If vaccines are supposed to protect babies, they're doing a lousy job of it, according to new research of the CDC baby vaccine schedule.
The shocking truth is that babies that get the most vaccinations -- and the most shots at one time -- are actually more likely to be hospitalized and more likely to die than babies that get fewer shots, according to a new study of the FDA's own vaccine data.
For babies that get two shots, the hospitalization risk is 11 percent, according to the study of 38,801 infants. But that risk rises linearly with each shot, eventually shooting all the way up to 23.5 percent for babies that get eight shots.
Now, I realize that might sound insane to those of you who haven't been around a baby in a while. Eight shots... all at once?
It sounds insane, because it is insane -- but sadly, it's also becoming standard practice these days. The most basic CDC baby vaccine schedule calls for seven shots before the age of two months.
Not two years -- two months, and it doesn't get any easier from there.
By four months, babies are supposed to have had a dozen shots. And by six months, the total rises to 18 -- or 19, if you count the flu shot, which is also pushed the on baby vaccine schedule by that delicate age.

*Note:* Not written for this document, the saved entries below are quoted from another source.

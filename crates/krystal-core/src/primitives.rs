//! # Engine Primitives
//!
//! Hardcoded runtime constants for the Krystal engine.
//!
//! The tunables (`MIN_RELATIONSHIP_STRENGTH`, `MAX_NETWORK_DEPTH`,
//! `MAX_ENTITIES_PER_QUERY`) are defaults; `AnalysisConfig` may override them.
//! The limits below the divider are hard bounds.

/// Relationships weaker than this never become edges.
pub const MIN_RELATIONSHIP_STRENGTH: f64 = 0.1;

/// Strength assumed for a relationship record that carries none.
pub const DEFAULT_RELATIONSHIP_STRENGTH: f64 = 0.5;

/// Maximum number of edges in a connection path.
pub const MAX_NETWORK_DEPTH: usize = 3;

/// Connection paths returned when the caller does not ask for a count.
pub const DEFAULT_MAX_PATHS: usize = 5;

/// Maximum number of entities accepted in a single analysis.
pub const MAX_ENTITIES_PER_QUERY: usize = 1000;

/// Maximum power iterations for eigenvector centrality.
pub const EIGENVECTOR_MAX_ITER: usize = 1000;

/// Per-node convergence tolerance for eigenvector centrality.
pub const EIGENVECTOR_TOLERANCE: f64 = 1e-3;

/// Density above which a network is reported as dense.
pub const DENSE_NETWORK_THRESHOLD: f64 = 0.5;

/// Density below which a network is reported as sparse.
pub const SPARSE_NETWORK_THRESHOLD: f64 = 0.1;

/// Louvain resolution parameter (1.0 = classic modularity).
pub const LOUVAIN_RESOLUTION: f64 = 1.0;

// =============================================================================
// INPUT VALIDATION LIMITS
// =============================================================================

/// Maximum number of relationships accepted in a single analysis.
pub const MAX_RELATIONSHIPS_PER_QUERY: usize = 10_000;

/// Maximum length of an entity name in bytes.
pub const MAX_NAME_LENGTH: usize = 512;

/// Upper bound on connection paths a single query may request.
pub const MAX_PATHS_LIMIT: usize = 100;

/// Magic bytes of the canonical network export.
pub const MAGIC_BYTES: &[u8; 4] = b"KRYX";

/// Current canonical format version.
pub const FORMAT_VERSION: u8 = 1;
//! # Power Mapper
//!
//! The stateful front of the engine. A `PowerMapper` owns the current
//! network, answers queries about it and caches the last full analysis
//! until the network changes.

use crate::centrality::CentralityReport;
use crate::community::CommunityReport;
use crate::export::NetworkExport;
use crate::findings::key_findings;
use crate::graph::PowerGraph;
use crate::influence::{InfluenceCalculator, InfluenceRanking, InfluenceWeights};
use crate::ingestor::{IngestReport, Ingestor};
use crate::primitives::{
    MAX_ENTITIES_PER_QUERY, MAX_NETWORK_DEPTH, MAX_PATHS_LIMIT, MIN_RELATIONSHIP_STRENGTH,
};
use crate::storage::NetworkSnapshot;
use crate::structure::StructuralAnalysis;
use crate::{Entity, EntityId, EntityKind, KrystalError, Relationship};
use serde::{Deserialize, Serialize};
use std::collections::BTreeSet;

// =============================================================================
// CONFIGURATION
// =============================================================================

/// Analysis tunables. Defaults come from `primitives`.
#[derive(Debug, Clone, PartialEq, Serialize, Deserialize)]
#[serde(default)]
pub struct AnalysisConfig {
    pub min_relationship_strength: f64,
    pub max_network_depth: usize,
    pub max_entities_per_query: usize,
    #[serde(skip)]
    pub influence: InfluenceWeights,
}

impl Default for AnalysisConfig {
    fn default() -> Self {
        Self {
            min_relationship_strength: MIN_RELATIONSHIP_STRENGTH,
            max_network_depth: MAX_NETWORK_DEPTH,
            max_entities_per_query: MAX_ENTITIES_PER_QUERY,
            influence: InfluenceWeights::default(),
        }
    }
}

// =============================================================================
// RESULT TYPES
// =============================================================================

/// Headline counts of an analysis.
#[derive(Debug, Clone, PartialEq, Serialize, Deserialize)]
pub struct NetworkSummary {
    /// Entities in the input, before de-duplication.
    pub entity_count: usize,
    /// Relationships in the input, including those that did not become edges.
    pub relationship_count: usize,
    pub network_density: f64,
    pub connected_components: usize,
}

/// Full analysis of the current network.
#[derive(Debug, Clone, PartialEq, Serialize, Deserialize)]
pub struct NetworkAnalysis {
    pub summary: NetworkSummary,
    pub centrality: CentralityReport,
    pub communities: CommunityReport,
    pub influence_rankings: Vec<InfluenceRanking>,
    pub structural_analysis: Option<StructuralAnalysis>,
    pub key_findings: Vec<String>,
}

/// A neighbour of an entity with the connecting relationship.
#[derive(Debug, Clone, PartialEq, Serialize, Deserialize)]
pub struct Neighbor {
    #[serde(flatten)]
    pub entity: Entity,
    pub relationship: Relationship,
}

/// Entities along a simple path, endpoints included.
pub type ConnectionPath = Vec<Entity>;

// =============================================================================
// POWER MAPPER
// =============================================================================

/// Stateful power mapping engine.
#[derive(Debug, Clone, Default)]
pub struct PowerMapper {
    config: AnalysisConfig,
    graph: PowerGraph,
    /// Relationship records as given, for export.
    relationships: Vec<Relationship>,
    input_entity_count: usize,
    last_ingest: IngestReport,
    cache: Option<NetworkAnalysis>,
}

impl PowerMapper {
    /// Create an empty mapper.
    #[must_use]
    pub fn new(config: AnalysisConfig) -> Self {
        Self {
            config,
            ..Self::default()
        }
    }

    #[must_use]
    pub fn config(&self) -> &AnalysisConfig {
        &self.config
    }

    #[must_use]
    pub fn graph(&self) -> &PowerGraph {
        &self.graph
    }

    /// Relationship records of the current network, as loaded.
    #[must_use]
    pub fn relationships(&self) -> &[Relationship] {
        &self.relationships
    }

    /// Entities of the current network in id order.
    #[must_use]
    pub fn entities(&self) -> Vec<Entity> {
        self.graph.entities().cloned().collect()
    }

    /// The records of the current network, for persistence.
    #[must_use]
    pub fn snapshot(&self) -> NetworkSnapshot {
        NetworkSnapshot::new(self.entities(), self.relationships.clone())
    }

    /// What happened to the last loaded batch.
    #[must_use]
    pub fn last_ingest(&self) -> IngestReport {
        self.last_ingest
    }

    /// Replace the current network without analysing it.
    pub fn load_network(
        &mut self,
        entities: &[Entity],
        relationships: &[Relationship],
    ) -> Result<IngestReport, KrystalError> {
        let (graph, report) = Ingestor::build_graph(
            entities,
            relationships,
            self.config.min_relationship_strength,
            self.config.max_entities_per_query,
        )?;

        self.graph = graph;
        self.relationships = relationships.to_vec();
        self.input_entity_count = entities.len();
        self.last_ingest = report;
        self.cache = None;

        tracing::info!(
            entities = report.entities_added,
            relationships = report.relationships_added,
            skipped = report.skipped(),
            "Network loaded"
        );
        Ok(report)
    }

    /// Replace the current network and analyse it.
    pub fn analyze_network(
        &mut self,
        entities: &[Entity],
        relationships: &[Relationship],
    ) -> Result<NetworkAnalysis, KrystalError> {
        self.load_network(entities, relationships)?;
        Ok(self.analysis().clone())
    }

    /// Analysis of the current network, computed on first use.
    pub fn analysis(&mut self) -> &NetworkAnalysis {
        let analysis = match self.cache.take() {
            Some(cached) => cached,
            None => self.compute_analysis(),
        };
        self.cache.insert(analysis)
    }

    /// The cached analysis, if the network has not changed since.
    #[must_use]
    pub fn cached_analysis(&self) -> Option<&NetworkAnalysis> {
        self.cache.as_ref()
    }

    fn compute_analysis(&self) -> NetworkAnalysis {
        let graph = &self.graph;
        let centrality = CentralityReport::compute(graph);
        let calculator = InfluenceCalculator::new(graph, &self.config.influence);
        let scores = calculator.scores();
        let communities = CommunityReport::compute(graph, &scores);
        let structural_analysis = StructuralAnalysis::compute(graph);
        let key_findings = key_findings(graph, &centrality, &communities);

        let analysis = NetworkAnalysis {
            summary: NetworkSummary {
                entity_count: self.input_entity_count,
                relationship_count: self.relationships.len(),
                network_density: graph.density(),
                connected_components: graph.connected_components().len(),
            },
            centrality,
            communities,
            influence_rankings: calculator.rankings(),
            structural_analysis,
            key_findings,
        };

        tracing::debug!(
            entities = graph.node_count(),
            edges = graph.edge_count(),
            communities = analysis.communities.community_count,
            "Network analysis complete"
        );
        analysis
    }

    /// Simple paths between two entities.
    ///
    /// Paths have at most `max_network_depth` edges and are found depth
    /// first in id order; at most `max_paths` are returned. Unknown endpoints
    /// or identical endpoints give no paths.
    #[must_use]
    pub fn find_connection_paths(
        &self,
        from: &EntityId,
        to: &EntityId,
        max_paths: usize,
    ) -> Vec<ConnectionPath> {
        if from == to || !self.graph.contains(from) || !self.graph.contains(to) {
            return Vec::new();
        }

        let limit = max_paths.min(MAX_PATHS_LIMIT);
        let mut found = Vec::new();
        let mut path = vec![from.clone()];
        let mut visited = BTreeSet::from([from.clone()]);
        self.collect_paths(to, &mut path, &mut visited, &mut found, limit);

        found
            .into_iter()
            .map(|ids| {
                ids.iter()
                    .filter_map(|id| self.graph.entity(id).cloned())
                    .collect()
            })
            .collect()
    }

    fn collect_paths(
        &self,
        target: &EntityId,
        path: &mut Vec<EntityId>,
        visited: &mut BTreeSet<EntityId>,
        found: &mut Vec<Vec<EntityId>>,
        limit: usize,
    ) {
        let Some(current) = path.last().cloned() else {
            return;
        };
        for (next, _) in self.graph.neighbors(&current) {
            if found.len() >= limit {
                return;
            }
            if visited.contains(next) {
                continue;
            }
            if next == target {
                let mut complete = path.clone();
                complete.push(next.clone());
                found.push(complete);
                continue;
            }
            // one more edge is still needed to reach the target
            if path.len() < self.config.max_network_depth {
                path.push(next.clone());
                visited.insert(next.clone());
                self.collect_paths(target, path, visited, found, limit);
                visited.remove(next);
                path.pop();
            }
        }
    }

    /// Influence score of one entity; 0 when unknown.
    #[must_use]
    pub fn calculate_influence(&self, id: &EntityId) -> f64 {
        InfluenceCalculator::new(&self.graph, &self.config.influence).score(id)
    }

    /// Neighbours of an entity, optionally only over relationships of one
    /// type. Unknown entities have no neighbours.
    #[must_use]
    pub fn get_entity_neighbors(
        &self,
        id: &EntityId,
        relationship_type: Option<&str>,
    ) -> Vec<Neighbor> {
        self.graph
            .neighbors(id)
            .filter(|(_, rel)| relationship_type.is_none_or(|kind| rel.is_kind(kind)))
            .filter_map(|(other, rel)| {
                Some(Neighbor {
                    entity: self.graph.entity(other)?.clone(),
                    relationship: rel.clone(),
                })
            })
            .collect()
    }

    /// Serialize the current network.
    ///
    /// Only `json` (case-insensitive) is supported. `exported_at` is written
    /// verbatim as the analysis timestamp.
    pub fn export_network_data(
        &self,
        format: &str,
        exported_at: &str,
    ) -> Result<String, KrystalError> {
        match format.to_lowercase().as_str() {
            "json" => NetworkExport::new(self.entities(), self.relationships.clone(), exported_at)
                .to_json_pretty(),
            other => Err(KrystalError::UnsupportedFormat(other.to_string())),
        }
    }

    /// Drop the network, the input records and the cached analysis.
    pub fn clear_network(&mut self) {
        self.graph.clear();
        self.relationships.clear();
        self.input_entity_count = 0;
        self.last_ingest = IngestReport::default();
        self.cache = None;
        tracing::debug!("Network cleared");
    }
}

// =============================================================================
// SAMPLE NETWORK
// =============================================================================

/// Entities of the demonstration network.
#[must_use]
pub fn sample_entities() -> Vec<Entity> {
    vec![
        Entity::new(1, "Tech Giant Inc", EntityKind::Corporation).with_sector("technology"),
        Entity::new(2, "Government Agency", EntityKind::Government).with_sector("government"),
        Entity::new(3, "Industry Association", EntityKind::Organization).with_sector("advocacy"),
        Entity::new(4, "Media Conglomerate", EntityKind::Corporation).with_sector("media"),
        Entity::new(5, "Political Figure", EntityKind::Person).with_sector("government"),
    ]
}

/// Relationships of the demonstration network.
#[must_use]
pub fn sample_relationships() -> Vec<Relationship> {
    vec![
        Relationship::new(1, 2, "lobbying", 0.8),
        Relationship::new(1, 3, "membership", 0.9),
        Relationship::new(2, 5, "employment", 0.7),
        Relationship::new(3, 4, "partnership", 0.6),
        Relationship::new(4, 5, "endorsement", 0.5),
    ]
}

/// A mapper loaded with the five-entity demonstration network and analysed.
pub fn create_sample_network() -> Result<PowerMapper, KrystalError> {
    let mut mapper = PowerMapper::default();
    mapper.analyze_network(&sample_entities(), &sample_relationships())?;
    Ok(mapper)
}

// =============================================================================
// TESTS
// =============================================================================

All that, and they're still not even close to done -- because there are five shots to go before baby gets a first taste of birthday cake.
No wonder they're ending up in the hospital.
Clearly, something has gone wrong -- and just as clearly, we're overwhelming their undeveloped immune systems with far too many inoculations given far too frequently.
But parents aren't told any of this. They're not told of the very real risks of vaccines. They're not even told that many of these shots haven't been thoroughly tested, especially these newer shots that deliver multiple vaccines at once.
Instead, they're told these shots are routine on the baby vaccine schedule and even necessary despite the fact that many of them are completely unnecessary -- while others are ineffective and some are outright dangerous.